Could you reproduce the lines below from the one with "by map clicks." through the one with "nothing is selected."? Keep both ends and add nothing.

(Stored data entries)
+++
//! Shared state types for the egui UI.

use egui::{Color32, Pos2, Vec2};
use time::OffsetDateTime;

use crate::map_scene::SceneItemId;
use crate::model::TagCandidate;

/// Entries kept in the status log before the oldest are dropped.
pub const STATUS_LOG_LIMIT: usize = 100;

/// Top-level UI model consumed by the egui renderer.
#[derive(Clone, Debug, Default)]
pub struct UiState {
    /// Status log and backend health badge.
    pub status: StatusState,
    /// Upload stage state.
    pub upload: UploadUiState,
    /// Tag editor state.
    pub tags: TagEditorState,
    /// Analysis stage state.
    pub analysis: AnalysisUiState,
    /// Map viewport and hover state.
    pub map: MapUiState,
}

/// Severity of a status entry.
#[derive(Clone, Copy, Debug, PartialEq, Eq)]
pub enum StatusTone {
    /// Normal progress message.
    Info,
    /// Collaborator or validation failure.
    Error,
}

impl StatusTone {
    /// Badge color for the tone.
    pub fn color(self) -> Color32 {
        match self {
            StatusTone::Info => Color32::from_rgb(102, 176, 136),
            StatusTone::Error => Color32::from_rgb(200, 128, 96),
        }
    }
}

/// One line of the visible status log.
#[derive(Clone, Debug)]
pub struct StatusEntry {
    /// User-facing message.
    pub message: String,
    /// Severity.
    pub tone: StatusTone,
    /// When the entry was appended.
    pub at: OffsetDateTime,
}

/// Accumulated status log plus the advisory health indicator.
#[derive(Clone, Debug, Default)]
pub struct StatusState {
    /// Newest entries last; bounded by [`STATUS_LOG_LIMIT`].
    pub log: Vec<StatusEntry>,
    /// Latest health probe outcome; `None` until the first probe returns.
    pub backend_healthy: Option<bool>,
}

impl StatusState {
    /// Append an entry, dropping the oldest beyond the limit.
    pub fn push(&mut self, message: String, tone: StatusTone) {
        self.log.push(StatusEntry {
            message,
            tone,
            at: OffsetDateTime::now_utc(),
        });
        if self.log.len() > STATUS_LOG_LIMIT {
            let excess = self.log.len() - STATUS_LOG_LIMIT;
            self.log.drain(..excess);
        }
    }

    /// Most recent entry, if any.
    pub fn latest(&self) -> Option<&StatusEntry> {
        self.log.last()
    }
}

/// Upload stage state.
#[derive(Clone, Debug, Default)]
pub struct UploadUiState {
    /// File picked in the dialog, shown while the upload is in flight.
    pub picked_file: Option<std::path::PathBuf>,
}

/// Editable tag candidate list plus the add/search widgets.
#[derive(Clone, Debug, Default)]
pub struct TagEditorState {
    /// Working copy of the candidates, seeded from the upload response.
    pub candidates: Vec<TagCandidate>,
    /// Case-insensitive search over text and category.
    pub search: String,
    /// Whether the add form is expanded.
    pub show_add_form: bool,
    /// Text for the candidate being added.
    pub new_text: String,
    /// Category for the candidate being added.
    pub new_category: String,
}

/// Analysis stage state.
#[derive(Clone, Debug, Default)]
pub struct AnalysisUiState {
    /// Validation message shown next to the text column input.
    pub text_column_error: Option<String>,
}

/// Map viewport and interaction state.
#[derive(Clone, Debug)]
pub struct MapUiState {
    /// Zoom factor applied on top of the fit-to-view scale.
    pub zoom: f32,
    /// Pan offset in screen pixels.
    pub pan: Vec2,
    /// Pointer position of the drag in progress.
    pub last_drag_pos: Option<Pos2>,
    /// Item currently under the pointer.
    pub hovered: Option<SceneItemId>,
    /// Whether centroid labels are drawn next to the markers.
    pub show_centroid_labels: bool,
}

impl Default for MapUiState {
    fn default() -> Self {
        Self {
            zoom: 1.0,
            pan: Vec2::ZERO,
            last_drag_pos: None,
            hovered: None,
            show_centroid_labels: true,
        }
    }
}

impl MapUiState {
    /// Reset viewport and hover state for a fresh result.
    pub fn reset_view(&mut self) {
        *self = Self::default();
    }
}

#[cfg(test)]
mod tests {
    use super::*;

    #[test]
    fn status_log_is_bounded() {
        let mut status = StatusState::default();
        for i in 0..(STATUS_LOG_LIMIT + 5) {
            status.push(format!("entry {i}"), StatusTone::Info);
        }
        assert_eq!(status.log.len(), STATUS_LOG_LIMIT);
        assert_eq!(status.latest().unwrap().message, "entry 104");
        assert_eq!(status.log[0].message, "entry 5");
    }
}
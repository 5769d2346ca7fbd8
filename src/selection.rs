//! The user's ad-hoc multi-pick of map points.
//!
//! Lifecycle is independent of filtering: a selected point stays selected
//! when the active filter hides it, and clearing filters never clears the
//! selection.

use crate::model::PointId;

/// Insertion-ordered set of point identities toggled on by map clicks.
#[derive(Clone, Debug, Default, PartialEq, Eq)]
pub struct SelectionSet {
    ids: Vec<PointId>,
}

impl SelectionSet {
    /// Empty selection.
    pub fn new() -> Self {
        Self::default()
    }

    /// Add the id if absent, remove it if present. Returns true when the id
    /// is selected afterwards.
    pub fn toggle(&mut self, id: &PointId) -> bool {
        if let Some(position) = self.ids.iter().position(|known| known == id) {
            self.ids.remove(position);
            false
        } else {
            self.ids.push(id.clone());
            true
        }
    }

    /// True when the id is currently selected.
    pub fn contains(&self, id: &PointId) -> bool {
        self.ids.iter().any(|known| known == id)
    }

    /// Remove every selected id.
    pub fn clear(&mut self) {
        self.ids.clear();
    }

    /// Number of selected ids.
    pub fn len(&self) -> usize {
        self.ids.len()
    }

    /// True when nothing is selected.
    pub fn is_empty(&self) -> bool {
        self.ids.is_empty()
    }

    /// Selected ids in the order they were first toggled on.
    pub fn iter(&self) -> impl Iterator<Item = &PointId> {
        self.ids.iter()
    }
}

#[cfg(test)]
mod tests {
    use super::*;

    #[test]
    fn toggle_adds_then_removes() {
        let mut selection = SelectionSet::new();
        assert!(selection.toggle(&PointId::from(1)));
        assert!(selection.contains(&PointId::from(1)));
        assert!(!selection.toggle(&PointId::from(1)));
        assert!(selection.is_empty());
    }

    #[test]
    fn double_toggle_restores_prior_state() {
        let mut selection = SelectionSet::new();
        selection.toggle(&PointId::from("a"));
        let before = selection.clone();
        selection.toggle(&PointId::from("b"));
        selection.toggle(&PointId::from("b"));
        assert_eq!(selection, before);
    }

    #[test]
    fn iteration_preserves_insertion_order() {
        let mut selection = SelectionSet::new();
        selection.toggle(&PointId::from(3));
        selection.toggle(&PointId::from(1));
        selection.toggle(&PointId::from(2));
        let order: Vec<_> = selection.iter().cloned().collect();
        assert_eq!(
            order,
            vec![PointId::from(3), PointId::from(1), PointId::from(2)]
        );
    }

    #[test]
    fn clear_empties_the_set() {
        let mut selection = SelectionSet::new();
        selection.toggle(&PointId::from(1));
        selection.toggle(&PointId::from(2));
        selection.clear();
        assert!(selection.is_empty());
        assert_eq!(selection.len(), 0);
    }

    #[test]
    fn string_and_numeric_ids_do_not_collide() {
        let mut selection = SelectionSet::new();
        selection.toggle(&PointId::from(1));
        selection.toggle(&PointId::from("1"));
        assert_eq!(selection.len(), 2);
    }
}
// src/modal.rs
use crate::gallery::{GalleryCatalog, GalleryItem};

/// Shown when the viewer is asked for an id the catalog does not know.
pub const NOT_FOUND_MESSAGE: &str = "Foto no encontrada";

#[derive(Debug, Clone, PartialEq, Eq, Default)]
pub enum ModalState {
    #[default]
    Closed,
    Open { item_id: String },
}

#[derive(Debug, Clone, PartialEq, Eq)]
pub enum ModalEvent {
    Open(String),
    Close,
}

/// What the viewer region displays.
#[derive(Debug, Clone, PartialEq)]
pub enum ModalContent {
    Placeholder,
    Photo(GalleryItem),
    NotFound,
}

impl ModalState {
    /// Opening while open replaces the item directly; closing is idempotent.
    pub fn transition(&self, event: ModalEvent) -> ModalState {
        match event {
            ModalEvent::Open(item_id) => ModalState::Open { item_id },
            ModalEvent::Close => ModalState::Closed,
        }
    }

    pub fn is_open(&self) -> bool {
        matches!(self, ModalState::Open { .. })
    }

    pub fn content(&self, catalog: &GalleryCatalog) -> ModalContent {
        match self {
            ModalState::Closed => ModalContent::Placeholder,
            ModalState::Open { item_id } => match catalog.get(item_id) {
                Some(item) => ModalContent::Photo(item.clone()),
                None => ModalContent::NotFound,
            },
        }
    }
}

#[cfg(test)]
mod tests {
    use super::*;

    fn open(id: &str) -> ModalEvent {
        ModalEvent::Open(id.to_string())
    }

    #[test]
    fn test_starts_closed() {
        let state = ModalState::default();
        assert!(!state.is_open());
        assert_eq!(state.content(&GalleryCatalog::builtin()), ModalContent::Placeholder);
    }

    #[test]
    fn test_open_known_item() {
        let catalog = GalleryCatalog::builtin();
        let state = ModalState::Closed.transition(open("concert1"));
        assert!(state.is_open());
        match state.content(&catalog) {
            ModalContent::Photo(item) => {
                assert_eq!(item.image, "img/toque.jpg");
                assert_eq!(item.title, "Skandalo, Tuluá 2025");
            }
            other => panic!("unexpected content: {:?}", other),
        }
    }

    #[test]
    fn test_open_unknown_item() {
        let state = ModalState::Closed.transition(open("nope"));
        assert!(state.is_open());
        assert_eq!(state.content(&GalleryCatalog::builtin()), ModalContent::NotFound);
    }

    #[test]
    fn test_reopen_replaces_item() {
        let state = ModalState::Closed
            .transition(open("concert1"))
            .transition(open("studio1"));
        assert_eq!(
            state,
            ModalState::Open {
                item_id: "studio1".to_string()
            }
        );
    }

    #[test]
    fn test_close() {
        let state = ModalState::Closed.transition(open("band1")).transition(ModalEvent::Close);
        assert_eq!(state, ModalState::Closed);
        assert_eq!(state.transition(ModalEvent::Close), ModalState::Closed);
    }
}
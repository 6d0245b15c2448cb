// src/gallery.rs
use crate::error::{Result, SiteError};
use crate::site_config::SiteConfig;
use crate::utils::served_over_network;
use gloo_net::http::Request;
use serde::Deserialize;
use std::collections::HashMap;

#[derive(Debug, Clone, Copy, PartialEq, Eq, Default, Deserialize)]
#[serde(rename_all = "lowercase")]
pub enum SizeHint {
    Hero,
    Tall,
    Wide,
    L,
    #[default]
    M,
}

impl SizeHint {
    pub fn class(self) -> &'static str {
        match self {
            SizeHint::Hero => "size-hero",
            SizeHint::Tall => "size-tall",
            SizeHint::Wide => "size-wide",
            SizeHint::L => "size-l",
            SizeHint::M => "size-m",
        }
    }
}

#[derive(Debug, Clone, PartialEq, Deserialize)]
pub struct GalleryItem {
    pub id: String,
    pub image: String,
    pub alt: String,
    #[serde(default)]
    pub title: String,
    #[serde(default)]
    pub subtitle: String,
    #[serde(default)]
    pub size: SizeHint,
    /// Unlisted items get no card but can still be opened via `data-photo`.
    #[serde(default = "default_listed")]
    pub listed: bool,
}

fn default_listed() -> bool {
    true
}

impl GalleryItem {
    pub fn new(id: &str, image: &str, alt: &str, title: &str) -> Self {
        Self {
            id: id.to_string(),
            image: image.to_string(),
            alt: alt.to_string(),
            title: title.to_string(),
            subtitle: String::new(),
            size: SizeHint::default(),
            listed: true,
        }
    }

    pub fn with_subtitle(mut self, subtitle: &str) -> Self {
        self.subtitle = subtitle.to_string();
        self
    }

    pub fn with_size(mut self, size: SizeHint) -> Self {
        self.size = size;
        self
    }

    pub fn unlisted(mut self) -> Self {
        self.listed = false;
        self
    }

    pub fn has_caption(&self) -> bool {
        !self.title.is_empty()
    }
}

/// Ordered photo list plus an id index built once.
#[derive(Debug, Clone, Default, PartialEq)]
pub struct GalleryCatalog {
    items: Vec<GalleryItem>,
    index: HashMap<String, usize>,
}

impl GalleryCatalog {
    pub fn new(items: Vec<GalleryItem>) -> Result<Self> {
        if items.is_empty() {
            return Err(SiteError::EmptyCatalog);
        }
        let mut index = HashMap::with_capacity(items.len());
        for (pos, item) in items.iter().enumerate() {
            if index.insert(item.id.clone(), pos).is_some() {
                return Err(SiteError::DuplicateId(item.id.clone()));
            }
        }
        Ok(Self { items, index })
    }

    pub fn builtin() -> Self {
        match Self::new(builtin_items()) {
            Ok(catalog) => catalog,
            Err(e) => {
                log::error!("Built-in gallery is invalid: {}", e);
                Self::default()
            }
        }
    }

    pub fn get(&self, id: &str) -> Option<&GalleryItem> {
        self.index.get(id).map(|&pos| &self.items[pos])
    }

    /// Items shown as cards, in display order.
    pub fn listed(&self) -> impl Iterator<Item = &GalleryItem> {
        self.items.iter().filter(|item| item.listed)
    }

    pub fn len(&self) -> usize {
        self.items.len()
    }
}

fn builtin_items() -> Vec<GalleryItem> {
    vec![
        GalleryItem::new(
            "concert1",
            "img/toque.jpg",
            "Cinderwood en Skandalo Tulua",
            "Skandalo, Tuluá 2025",
        )
        .with_subtitle("Show épico en vivo")
        .with_size(SizeHint::Hero),
        GalleryItem::new(
            "studio1",
            "img/estudioPID.jpg",
            "Grabación de Pure in Deep",
            "En el estudio",
        )
        .with_subtitle("Grabando \"Pure in Deep\" - 2025")
        .with_size(SizeHint::Tall),
        GalleryItem::new("backstage1", "img/preparacion.jpg", "Cinderwood backstage", "Backstage")
            .with_subtitle("Los momentos antes de salir al escenario"),
        GalleryItem::new(
            "concert2",
            "img/toque3.jpg",
            "Cinderwood en Santo Café Bar Buga",
            "Santo Café Bar, Buga",
        )
        .with_subtitle("Show íntimo en vivo - 2025")
        .with_size(SizeHint::Wide),
        GalleryItem::new(
            "band1",
            "img/grabacion_Until.jpg",
            "Grabación EP Until The Last One Goes",
            "Grabando el EP",
        )
        .with_subtitle("Primer EP \"Until The Last One Goes\"")
        .with_size(SizeHint::L),
        GalleryItem::new(
            "acoustic1",
            "img/toque2.jpg",
            "Cinderwood en Cafetería Vonbayage",
            "Cafetería Vonbayage",
        )
        .with_subtitle("Sesión acústica íntima - 2025"),
        GalleryItem::new(
            "santuario1",
            "img/Santuario.jpg",
            "Cinderwood en Santuario Pub",
            "Santuario Pub",
        )
        .with_subtitle("Show en vivo - 2025")
        .with_size(SizeHint::Wide),
        GalleryItem::new(
            "nextEvent",
            "img/santuario.jpeg",
            "Presentación en Santuario Pub, 17 de enero",
            "Próximo Evento",
        )
        .with_subtitle("17 de enero, Santuario Pub, Buga")
        .unlisted(),
    ]
}

async fn fetch_manifest(path: &str) -> Result<GalleryCatalog> {
    let resp = Request::get(path).send().await?;
    if !resp.ok() {
        return Err(SiteError::Status(resp.status()));
    }
    let items = resp.json::<Vec<GalleryItem>>().await?;
    GalleryCatalog::new(items)
}

/// Manifest from the site config when reachable, built-in photos otherwise.
pub async fn load_catalog(config: &SiteConfig) -> GalleryCatalog {
    let Some(path) = config.gallery_manifest.as_deref() else {
        return GalleryCatalog::builtin();
    };
    if !served_over_network() {
        log::info!("Not served over HTTP, skipping gallery manifest {}", path);
        return GalleryCatalog::builtin();
    }
    match fetch_manifest(path).await {
        Ok(catalog) => {
            log::info!("Loaded {} gallery items from {}", catalog.len(), path);
            catalog
        }
        Err(e) => {
            log::warn!("Gallery manifest {} unusable, using built-in photos: {}", path, e);
            GalleryCatalog::builtin()
        }
    }
}

#[cfg(test)]
mod tests {
    use super::*;

    #[test]
    fn test_builtin_catalog() {
        let catalog = GalleryCatalog::builtin();
        assert_eq!(catalog.len(), 8);
        assert_eq!(catalog.listed().count(), 7);
        assert_eq!(catalog.listed().next().map(|i| i.id.as_str()), Some("concert1"));
        assert_eq!(catalog.get("studio1").map(|i| i.image.as_str()), Some("img/estudioPID.jpg"));
        assert!(catalog.get("nextEvent").is_some());
        assert!(catalog.get("missing").is_none());
    }

    #[test]
    fn test_duplicate_ids_rejected() {
        let items = vec![
            GalleryItem::new("a", "img/a.jpg", "A", ""),
            GalleryItem::new("a", "img/b.jpg", "B", ""),
        ];
        assert!(matches!(GalleryCatalog::new(items), Err(SiteError::DuplicateId(id)) if id == "a"));
    }

    #[test]
    fn test_empty_catalog_rejected() {
        assert!(matches!(GalleryCatalog::new(Vec::new()), Err(SiteError::EmptyCatalog)));
    }

    #[test]
    fn test_caption_follows_title() {
        assert!(GalleryItem::new("a", "img/a.jpg", "A", "Live").has_caption());
        assert!(!GalleryItem::new("b", "img/b.jpg", "B", "").has_caption());
    }

    #[test]
    fn test_manifest_defaults() {
        let json = r#"[
            { "id": "live1", "image": "img/live1.jpg", "alt": "Live", "size": "hero" },
            {
                "id": "live2",
                "image": "img/live2.jpg",
                "alt": "Live 2",
                "title": "Encore",
                "listed": false
            }
        ]"#;
        let items: Vec<GalleryItem> = serde_json::from_str(json).unwrap();
        assert_eq!(items[0].size, SizeHint::Hero);
        assert_eq!(items[0].title, "");
        assert!(items[0].listed);
        assert_eq!(items[1].size, SizeHint::M);
        assert!(!items[1].listed);

        let catalog = GalleryCatalog::new(items).unwrap();
        assert_eq!(catalog.listed().count(), 1);
    }

    #[test]
    fn test_size_classes() {
        assert_eq!(SizeHint::Hero.class(), "size-hero");
        assert_eq!(SizeHint::default().class(), "size-m");
    }
}
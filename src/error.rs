// src/error.rs
use thiserror::Error;

/// Everything that can go wrong while wiring up the page. None of these are
/// fatal: callers log them and fall back to an inert UI state.
#[derive(Debug, Error)]
pub enum SiteError {
    #[error("Storage unavailable")]
    StorageUnavailable,
    #[error("Storage error: {0}")]
    Storage(String),
    #[error("HTTP status {0}")]
    Status(u16),
    #[error("Transport error: {0}")]
    Transport(String),
    #[error("Duplicate gallery id: {0}")]
    DuplicateId(String),
    #[error("Gallery catalog is empty")]
    EmptyCatalog,
    #[error("Failed to parse JSON: {0}")]
    Json(#[from] serde_json::Error),
    #[error("Missing DOM node: {0}")]
    MissingNode(String),
    #[error("DOM error: {0}")]
    Dom(String),
}

impl From<gloo_net::Error> for SiteError {
    fn from(e: gloo_net::Error) -> Self {
        SiteError::Transport(e.to_string())
    }
}

impl From<wasm_bindgen::JsValue> for SiteError {
    fn from(e: wasm_bindgen::JsValue) -> Self {
        SiteError::Dom(format!("{:?}", e))
    }
}

pub type Result<T> = std::result::Result<T, SiteError>;
//! Data source boundary
//!
//! Stages never talk to storage directly: every fetch goes through a
//! [`DataSource`]. Sources are injected explicitly; the [`SourceRegistry`]
//! covers the cases where a source has to be built from an identifier
//! (a lookup table name, a schema group id) and reused afterwards.

use std::collections::HashMap;
use std::fmt;
use std::sync::{Arc, Mutex};

use serde_json::Value;

use crate::error::{FetchError, FetchResult};
use crate::query::Query;
use crate::record::RawRecord;
use crate::value::identity_key;

pub mod memory;

pub use memory::InMemorySource;

/// Executes a query and returns raw rows
pub trait DataSource: Send + Sync {
    fn get_data(&self, query: &Query) -> FetchResult<Vec<RawRecord>>;

    /// Schema this source holds records of, when it is bound to one
    fn schema_id(&self) -> Option<Value> {
        None
    }

    /// Name used in log output
    fn name(&self) -> &str {
        "data_source"
    }
}

impl<T: DataSource + ?Sized> DataSource for Arc<T> {
    fn get_data(&self, query: &Query) -> FetchResult<Vec<RawRecord>> {
        (**self).get_data(query)
    }

    fn schema_id(&self) -> Option<Value> {
        (**self).schema_id()
    }

    fn name(&self) -> &str {
        (**self).name()
    }
}

pub type SharedSource = Arc<dyn DataSource>;

/// Builds a source for an identifier
pub type SourceFactory = Arc<dyn Fn(&Value) -> FetchResult<SharedSource> + Send + Sync>;

/// Memoizing map from identifier to source.
///
/// Explicitly registered sources win; otherwise the factory builds one on
/// first use and the instance is reused for every later lookup.
#[derive(Clone, Default)]
pub struct SourceRegistry {
    sources: Arc<Mutex<HashMap<String, SharedSource>>>,
    factory: Option<SourceFactory>,
    label: String,
}

impl SourceRegistry {
    pub fn new(label: impl Into<String>) -> Self {
        Self {
            sources: Arc::new(Mutex::new(HashMap::new())),
            factory: None,
            label: label.into(),
        }
    }

    pub fn with_factory<F>(mut self, factory: F) -> Self
    where
        F: Fn(&Value) -> FetchResult<SharedSource> + Send + Sync + 'static,
    {
        self.factory = Some(Arc::new(factory));
        self
    }

    pub fn register(&self, id: impl Into<Value>, source: SharedSource) {
        let id = id.into();
        if let Ok(mut sources) = self.sources.lock() {
            sources.insert(identity_key(&id), source);
        }
    }

    /// Resolve the source for `id`, building and caching it when needed
    pub fn resolve(&self, id: &Value) -> FetchResult<SharedSource> {
        let key = identity_key(id);
        let mut sources = self
            .sources
            .lock()
            .map_err(|_| FetchError::source(format!("{} registry lock poisoned", self.label)))?;

        if let Some(source) = sources.get(&key) {
            return Ok(Arc::clone(source));
        }

        let factory = self.factory.as_ref().ok_or_else(|| {
            FetchError::not_found(format!("no {} source registered for {}", self.label, id))
        })?;

        tracing::debug!(registry = %self.label, id = %id, "building data source");
        let source = factory(id)?;
        sources.insert(key, Arc::clone(&source));
        Ok(source)
    }

    pub fn len(&self) -> usize {
        self.sources.lock().map(|sources| sources.len()).unwrap_or(0)
    }

    pub fn is_empty(&self) -> bool {
        self.len() == 0
    }
}

impl fmt::Debug for SourceRegistry {
    fn fmt(&self, f: &mut fmt::Formatter<'_>) -> fmt::Result {
        f.debug_struct("SourceRegistry")
            .field("label", &self.label)
            .field("sources", &self.len())
            .field("has_factory", &self.factory.is_some())
            .finish()
    }
}
//! Host records and the collection a fetcher fills in place

use serde::{Deserialize, Serialize};
use serde_json::{Map, Value};

use crate::value::identity_key;

/// Untyped row returned by a data source
pub type RawRecord = Map<String, Value>;

/// A mutable bag of named values receiving related data
#[derive(Debug, Clone, Default, PartialEq, Serialize, Deserialize)]
#[serde(transparent)]
pub struct Record {
    fields: Map<String, Value>,
}

impl Record {
    pub fn new() -> Self {
        Self::default()
    }

    /// Build a record from a JSON object; any other value yields an empty record
    pub fn from_value(value: Value) -> Self {
        match value {
            Value::Object(fields) => Self { fields },
            _ => Self::default(),
        }
    }

    /// Read a field, `None` for unknown fields
    pub fn get(&self, field: &str) -> Option<&Value> {
        self.fields.get(field)
    }

    pub fn get_mut(&mut self, field: &str) -> Option<&mut Value> {
        self.fields.get_mut(field)
    }

    pub fn set(&mut self, field: impl Into<String>, value: Value) {
        self.fields.insert(field.into(), value);
    }

    pub fn remove(&mut self, field: &str) -> Option<Value> {
        self.fields.remove(field)
    }

    pub fn contains(&self, field: &str) -> bool {
        self.fields.contains_key(field)
    }

    pub fn fields(&self) -> &Map<String, Value> {
        &self.fields
    }

    pub fn into_value(self) -> Value {
        Value::Object(self.fields)
    }
}

impl From<RawRecord> for Record {
    fn from(fields: RawRecord) -> Self {
        Self { fields }
    }
}

/// Ordered sequence of host records
#[derive(Debug, Clone, Default, PartialEq)]
pub struct RecordCollection {
    records: Vec<Record>,
}

/// One group of records sharing a discriminator value, with the positions
/// they held in the collection they were taken from
#[derive(Debug, Clone)]
pub struct Partition {
    pub key: Value,
    pub positions: Vec<usize>,
    pub records: RecordCollection,
}

impl RecordCollection {
    pub fn new(records: Vec<Record>) -> Self {
        Self { records }
    }

    /// Build a collection from JSON objects
    pub fn from_values<I>(values: I) -> Self
    where
        I: IntoIterator<Item = Value>,
    {
        Self::new(values.into_iter().map(Record::from_value).collect())
    }

    pub fn len(&self) -> usize {
        self.records.len()
    }

    pub fn is_empty(&self) -> bool {
        self.records.is_empty()
    }

    pub fn push(&mut self, record: Record) {
        self.records.push(record);
    }

    pub fn get(&self, index: usize) -> Option<&Record> {
        self.records.get(index)
    }

    pub fn iter(&self) -> std::slice::Iter<'_, Record> {
        self.records.iter()
    }

    pub fn iter_mut(&mut self) -> std::slice::IterMut<'_, Record> {
        self.records.iter_mut()
    }

    pub fn into_records(self) -> Vec<Record> {
        self.records
    }

    /// Split the collection into one partition per distinct value of `field`.
    ///
    /// Partitions are ordered by first occurrence. Records missing the field
    /// share the `null` partition. The collection is left empty; use
    /// [`RecordCollection::reassemble`] to restore it.
    pub fn partition_by(&mut self, field: &str) -> Vec<Partition> {
        let mut partitions: Vec<Partition> = Vec::new();
        let mut index_by_key: std::collections::HashMap<String, usize> =
            std::collections::HashMap::new();

        for (position, record) in std::mem::take(&mut self.records).into_iter().enumerate() {
            let key = record.get(field).cloned().unwrap_or(Value::Null);
            let slot = *index_by_key.entry(identity_key(&key)).or_insert_with(|| {
                partitions.push(Partition {
                    key: key.clone(),
                    positions: Vec::new(),
                    records: RecordCollection::default(),
                });
                partitions.len() - 1
            });

            let partition = &mut partitions[slot];
            partition.positions.push(position);
            partition.records.push(record);
        }

        partitions
    }

    /// Put partitioned records back at their original positions
    pub fn reassemble(partitions: Vec<Partition>) -> Self {
        let total: usize = partitions.iter().map(|p| p.positions.len()).sum();
        let mut slots: Vec<Option<Record>> = vec![None; total];

        for partition in partitions {
            for (position, record) in partition.positions.into_iter().zip(partition.records.records) {
                if let Some(slot) = slots.get_mut(position) {
                    *slot = Some(record);
                }
            }
        }

        Self::new(slots.into_iter().flatten().collect())
    }
}

impl FromIterator<Record> for RecordCollection {
    fn from_iter<T: IntoIterator<Item = Record>>(iter: T) -> Self {
        Self::new(iter.into_iter().collect())
    }
}

impl IntoIterator for RecordCollection {
    type Item = Record;
    type IntoIter = std::vec::IntoIter<Record>;

    fn into_iter(self) -> Self::IntoIter {
        self.records.into_iter()
    }
}

impl<'a> IntoIterator for &'a RecordCollection {
    type Item = &'a Record;
    type IntoIter = std::slice::Iter<'a, Record>;

    fn into_iter(self) -> Self::IntoIter {
        self.records.iter()
    }
}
+++
▸ **Task result**
/// Insertion-ordered set of point identities toggled on by map clicks.
#[derive(Clone, Debug, Default, PartialEq, Eq)]
pub struct SelectionSet {
    ids: Vec<PointId>,
}

impl SelectionSet {
    /// Empty selection.
    pub fn new() -> Self {
        Self::default()
    }

    /// Add the id if absent, remove it if present. Returns true when the id
    /// is selected afterwards.
    pub fn toggle(&mut self, id: &PointId) -> bool {
        if let Some(position) = self.ids.iter().position(|known| known == id) {
            self.ids.remove(position);
            false
        } else {
            self.ids.push(id.clone());
            true
        }
    }

    /// True when the id is currently selected.
    pub fn contains(&self, id: &PointId) -> bool {
        self.ids.iter().any(|known| known == id)
    }

    /// Remove every selected id.
    pub fn clear(&mut self) {
        self.ids.clear();
    }

    /// Number of selected ids.
    pub fn len(&self) -> usize {
        self.ids.len()
    }

    /// True when nothing is selected.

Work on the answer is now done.